*** Opening of The data ***

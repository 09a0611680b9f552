//! Conversation and feedback collaborators consumed by the turn loop.
//!
//! The model-facing service is an external dependency; this module only defines the
//! contract plus a worker handle so calls never block the UI thread.

mod command;

pub use command::CommandService;

use anyhow::{anyhow, Result};
use serde::{Deserialize, Serialize};
use std::sync::mpsc::{self, Receiver, TryRecvError};
use std::thread::{self, JoinHandle};
use std::time::{Duration, Instant};

/// Author of a transcript entry.
#[derive(Debug, Clone, Copy, PartialEq, Eq, Serialize, Deserialize)]
#[serde(rename_all = "lowercase")]
pub enum Role {
    User,
    Assistant,
}

/// One transcript entry. Never edited after it is appended.
#[derive(Debug, Clone, PartialEq, Eq, Serialize, Deserialize)]
pub struct Message {
    pub role: Role,
    pub content: String,
}

impl Message {
    pub fn user(content: impl Into<String>) -> Self {
        Self {
            role: Role::User,
            content: content.into(),
        }
    }

    pub fn assistant(content: impl Into<String>) -> Self {
        Self {
            role: Role::Assistant,
            content: content.into(),
        }
    }
}

/// End-of-interview evaluation shown on the summary screen.
#[derive(Debug, Clone, PartialEq, Eq, Serialize, Deserialize)]
#[serde(rename_all = "camelCase")]
pub struct FeedbackResult {
    pub overall_summary: String,
    pub strengths: String,
    pub areas_for_improvement: String,
    pub missed_concepts: String,
    pub key_takeaways: String,
}

impl FeedbackResult {
    /// Placeholder used when the feedback service fails, so every field still renders.
    pub fn unavailable() -> Self {
        let na = || "N/A".to_string();
        Self {
            overall_summary: "Could not generate feedback due to an error.".to_string(),
            strengths: na(),
            areas_for_improvement: na(),
            missed_concepts: na(),
            key_takeaways: na(),
        }
    }

    /// Section titles paired with their text, in display order.
    pub fn sections(&self) -> [(&'static str, &str); 5] {
        [
            ("Overall Summary", self.overall_summary.as_str()),
            ("Strengths", self.strengths.as_str()),
            ("Areas for Improvement", self.areas_for_improvement.as_str()),
            ("Missed Concepts", self.missed_concepts.as_str()),
            ("Key Takeaways", self.key_takeaways.as_str()),
        ]
    }
}

/// How an interview is opened.
#[derive(Debug, Clone, PartialEq, Eq)]
pub enum StartRequest {
    /// Free-form topic chosen by the candidate.
    Topic(String),
    /// Ask the model to invent a case of the given type.
    GeneratedCase(String),
    /// Run the interview on case material the candidate supplied.
    UploadedCase(String),
}

impl StartRequest {
    /// Case material that must accompany every later turn.
    pub fn source_document(&self) -> Option<&str> {
        match self {
            StartRequest::UploadedCase(text) => Some(text.as_str()),
            StartRequest::Topic(_) | StartRequest::GeneratedCase(_) => None,
        }
    }

    pub fn label(&self) -> &'static str {
        match self {
            StartRequest::Topic(_) => "topic",
            StartRequest::GeneratedCase(_) => "generated_case",
            StartRequest::UploadedCase(_) => "uploaded_case",
        }
    }
}

/// External model-inference collaborator. Calls may block; the turn loop runs them on
/// worker threads.
pub trait ConversationService: Send + Sync {
    /// Produce the interviewer's opening message.
    fn start(&self, request: &StartRequest) -> Result<Message>;

    /// Produce the interviewer's reply to the full transcript so far.
    fn send(&self, transcript: &[Message], source_document: Option<&str>) -> Result<Message>;

    /// Evaluate the finished transcript.
    fn summarize(&self, transcript: &[Message]) -> Result<FeedbackResult>;
}

/// Handle the turn loop polls for the result of one service call.
pub struct ServiceJob<T> {
    receiver: Receiver<Result<T>>,
    handle: Option<JoinHandle<()>>,
    started_at: Instant,
}

impl<T: Send + 'static> ServiceJob<T> {
    /// Run `call` on a worker thread that sends back exactly one result.
    pub fn spawn(call: impl FnOnce() -> Result<T> + Send + 'static) -> Self {
        let (tx, rx) = mpsc::sync_channel(1);
        let handle = thread::spawn(move || {
            let _ = tx.send(call());
        });
        Self {
            receiver: rx,
            handle: Some(handle),
            started_at: Instant::now(),
        }
    }

    /// Non-blocking check for the result; a worker that died counts as a failure.
    pub fn try_take(&mut self) -> Option<Result<T>> {
        let result = match self.receiver.try_recv() {
            Ok(result) => result,
            Err(TryRecvError::Empty) => return None,
            Err(TryRecvError::Disconnected) => {
                Err(anyhow!("service worker exited without a result"))
            }
        };
        if let Some(handle) = self.handle.take() {
            let _ = handle.join();
        }
        Some(result)
    }

    pub fn elapsed(&self) -> Duration {
        self.started_at.elapsed()
    }
}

*** Close of The data ***

Filter the records above for "text" and copy every matching line.

    /// Section titles paired with their text, in display order.
            StartRequest::UploadedCase(text) => Some(text.as_str()),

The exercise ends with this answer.